I have a problem every time I have to refocus specials for a band. I have to squeeze my focus in between or during sound check (try not do do it during). If I have to do it during, it is so loud that I can not communicate to the person focusing or to the person at the board.
I would like to get some radios that our entire crew (5ish) can have for preshow and during loadout. I can see them being used during load in and load out with out headsets, but we would need headsets during soundcheck and the show. We do have a wired clearcom system but it doesent fit our needs for some shows, the PM likes to sit in his office whenever we need him. We would use our clearcom during shows, and radios for pre/post and for emergencies.

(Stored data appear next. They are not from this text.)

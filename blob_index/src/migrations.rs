//! Layout migrations for the RocksDB index.
//!
//! Version 0 stored one JSON document per `(namespace, blob)`. Version 1 is
//! the wide-column layout. Migrating backfills every legacy document into the
//! new column families, deleting each document in the same write batch, and
//! then stamps the new version. Readers only ever look at the new layout.

use anyhow::{Context, Result};
use data_model::{BlobId, BlobReference, NamespaceId};
use rocksdb::{IteratorMode, WriteBatch, DB};
use serde::{Deserialize, Serialize};
use tracing::{info, warn};

use crate::{
    rocks::{entry_key, reference_key, region_key, IndexColumns},
    serializer::{JsonEncode, JsonEncoder},
    validate_region,
};

pub(crate) const LAYOUT_VERSION_KEY: &[u8] = b"layout_version";

pub(crate) const LATEST_LAYOUT_VERSION: u32 = 1;

const BACKFILL_BATCH_SIZE: usize = 500;

/// One index entry in the version 0 layout.
#[derive(Debug, Serialize, Deserialize)]
pub(crate) struct LegacyIndexDocument {
    pub namespace: NamespaceId,
    pub blob: BlobId,
    #[serde(default)]
    pub regions: Vec<String>,
    #[serde(default)]
    pub references: Vec<BlobReference>,
}

/// Bring the database to the latest layout and return the resulting version.
pub fn run(db: &DB) -> Result<u32> {
    let version = read_layout_version(db)?;
    if version >= LATEST_LAYOUT_VERSION {
        info!(
            "Blob index already at layout version {}. No migrations needed.",
            version
        );
        return Ok(version);
    }

    info!(
        "Starting blob index migration from v{} to v{}",
        version, LATEST_LAYOUT_VERSION
    );
    let migrated = backfill_legacy_documents(db)
        .with_context(|| format!("Backfilling legacy documents into v{LATEST_LAYOUT_VERSION}"))?;
    write_layout_version(db, LATEST_LAYOUT_VERSION)?;
    info!(
        migrated,
        "Completed blob index migration. Layout now at version {}", LATEST_LAYOUT_VERSION
    );
    Ok(LATEST_LAYOUT_VERSION)
}

pub(crate) fn read_layout_version(db: &DB) -> Result<u32> {
    let meta = db.get_cf(IndexColumns::Metadata.cf_db(db)?, LAYOUT_VERSION_KEY)?;
    match meta {
        Some(meta) => JsonEncoder::decode(&meta),
        None => Ok(0),
    }
}

fn write_layout_version(db: &DB, version: u32) -> Result<()> {
    db.put_cf(
        IndexColumns::Metadata.cf_db(db)?,
        LAYOUT_VERSION_KEY,
        JsonEncoder::encode(&version)?,
    )?;
    Ok(())
}

/// Copy every legacy document into the wide-column families. Safe to rerun
/// after an interruption: migrated documents are gone from the legacy family.
fn backfill_legacy_documents(db: &DB) -> Result<usize> {
    let legacy = IndexColumns::LegacyDocuments.cf_db(db)?;
    let entries = IndexColumns::Entries.cf_db(db)?;
    let regions = IndexColumns::Regions.cf_db(db)?;
    let references = IndexColumns::References.cf_db(db)?;

    let mut batch = WriteBatch::default();
    let mut pending = 0;
    let mut migrated = 0;
    for item in db.iterator_cf(legacy, IteratorMode::Start) {
        let (key, value) = item?;
        let document: LegacyIndexDocument = JsonEncoder::decode(&value)?;
        let (ns, blob) = (&document.namespace, &document.blob);

        batch.put_cf(entries, entry_key(ns, blob), b"");
        for region in &document.regions {
            if let Err(e) = validate_region(region) {
                warn!(namespace = %ns, blob = %blob, "dropping legacy region: {}", e);
                continue;
            }
            batch.put_cf(regions, region_key(ns, blob, region), b"");
        }
        for reference in &document.references {
            batch.put_cf(
                references,
                reference_key(ns, blob, reference),
                JsonEncoder::encode(reference)?,
            );
        }
        batch.delete_cf(legacy, key);

        pending += 1;
        migrated += 1;
        if pending == BACKFILL_BATCH_SIZE {
            db.write(std::mem::take(&mut batch))?;
            pending = 0;
            info!(migrated, "backfilled legacy index documents");
        }
    }
    if pending > 0 {
        db.write(batch)?;
    }
    Ok(migrated)
}

#[cfg(test)]
mod tests {
    use data_model::{BucketId, RefId};
    use futures::TryStreamExt;
    use tempfile::TempDir;

    use super::*;
    use crate::{rocks::open_db, BlobIndex, RocksDbBlobIndex};

    fn write_legacy(db: &DB, document: &LegacyIndexDocument) {
        db.put_cf(
            IndexColumns::LegacyDocuments.cf_db(db).unwrap(),
            entry_key(&document.namespace, &document.blob),
            JsonEncoder::encode(document).unwrap(),
        )
        .unwrap();
    }

    fn legacy_count(db: &DB) -> usize {
        db.iterator_cf(
            IndexColumns::LegacyDocuments.cf_db(db).unwrap(),
            IteratorMode::Start,
        )
        .count()
    }

    #[test]
    fn test_fresh_database_is_stamped() {
        let dir = TempDir::new().unwrap();
        let db = open_db(dir.path()).unwrap();
        assert_eq!(read_layout_version(&db).unwrap(), 0);
        assert_eq!(run(&db).unwrap(), LATEST_LAYOUT_VERSION);
        assert_eq!(read_layout_version(&db).unwrap(), LATEST_LAYOUT_VERSION);
    }

    #[tokio::test]
    async fn test_backfills_legacy_documents() {
        let dir = TempDir::new().unwrap();
        let ns = NamespaceId::new("test-ns").unwrap();
        let chunk = BlobId::from_content(b"chunk");
        let object = BlobId::from_content(b"object");
        let reference = BlobReference::Ref {
            bucket: BucketId::new("bucket").unwrap(),
            key: RefId::new("key").unwrap(),
        };
        {
            let db = open_db(dir.path()).unwrap();
            write_legacy(
                &db,
                &LegacyIndexDocument {
                    namespace: ns.clone(),
                    blob: chunk,
                    regions: vec!["r1".to_string(), "r2".to_string()],
                    references: vec![reference.clone(), BlobReference::Blob { blob: object }],
                },
            );
            write_legacy(
                &db,
                &LegacyIndexDocument {
                    namespace: ns.clone(),
                    blob: object,
                    regions: Vec::new(),
                    references: Vec::new(),
                },
            );
        }

        let index = RocksDbBlobIndex::open(dir.path(), "r1").unwrap();
        assert_eq!(index.get_blob_regions(&ns, &chunk).await.unwrap(), vec!["r1", "r2"]);
        assert!(index.get_blob_regions(&ns, &object).await.unwrap().is_empty());
        let refs: Vec<BlobReference> = index
            .get_blob_references(&ns, &chunk)
            .try_collect()
            .await
            .unwrap();
        assert_eq!(refs.len(), 2);
        assert!(refs.contains(&reference));
        drop(index);

        let db = open_db(dir.path()).unwrap();
        assert_eq!(legacy_count(&db), 0);
        assert_eq!(read_layout_version(&db).unwrap(), LATEST_LAYOUT_VERSION);
    }

    #[tokio::test]
    async fn test_migrated_database_ignores_legacy_layout() {
        let dir = TempDir::new().unwrap();
        let ns = NamespaceId::new("test-ns").unwrap();
        let blob = BlobId::from_content(b"late");
        {
            let db = open_db(dir.path()).unwrap();
            run(&db).unwrap();
            write_legacy(
                &db,
                &LegacyIndexDocument {
                    namespace: ns.clone(),
                    blob,
                    regions: vec!["r1".to_string()],
                    references: Vec::new(),
                },
            );
        }

        let index = RocksDbBlobIndex::open(dir.path(), "r1").unwrap();
        assert!(index.get_blob_regions(&ns, &blob).await.is_err());
    }
}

What radios/earpieces have you guys used and what would you recommend for us? We would not get a license, so we are looking at the family band radios. Also we would need to be able to use the radios during loud shows and sound check.


----------



## avkid (Mar 14, 2009)

willbb123 said:


> We would not get a license, so we are looking at the family band radios.


 Not true, don't forget license free VHF and 900 Mhz.


> Also we would need to be able to use the radios during loud shows and sound check.


 Cheap FRS is definitely not suitable for this.

You need to do a quick RF study and check the FCC license databases to see what is around you that could cause interference.


----------



## joeboo46 (Mar 15, 2009)

Outside of licensing and that stuff which I know very little about. I would recommend the Motorola Radius CP200 Series I have used these quite a bit in touring situations and I know alot of tours use them too reasonably priced and very reliable too. Good Range and very little problem with interference and such they are also quite durable, I really beat the stuff out of mine and it still work like a charm. You can probably get some good package deals online.


----------



## avkid (Mar 15, 2009)

joeboo46 said:


> Outside of licensing and that stuff which I know very little about. I would recommend the Motorola Radius CP200 Series I have used these quite a bit in touring situations and I know alot of tours use them too reasonably priced and very reliable too. Good Range and very little problem with interference and such they are also quite durable, I really beat the stuff out of mine and it still work like a charm. You can probably get some good package deals online.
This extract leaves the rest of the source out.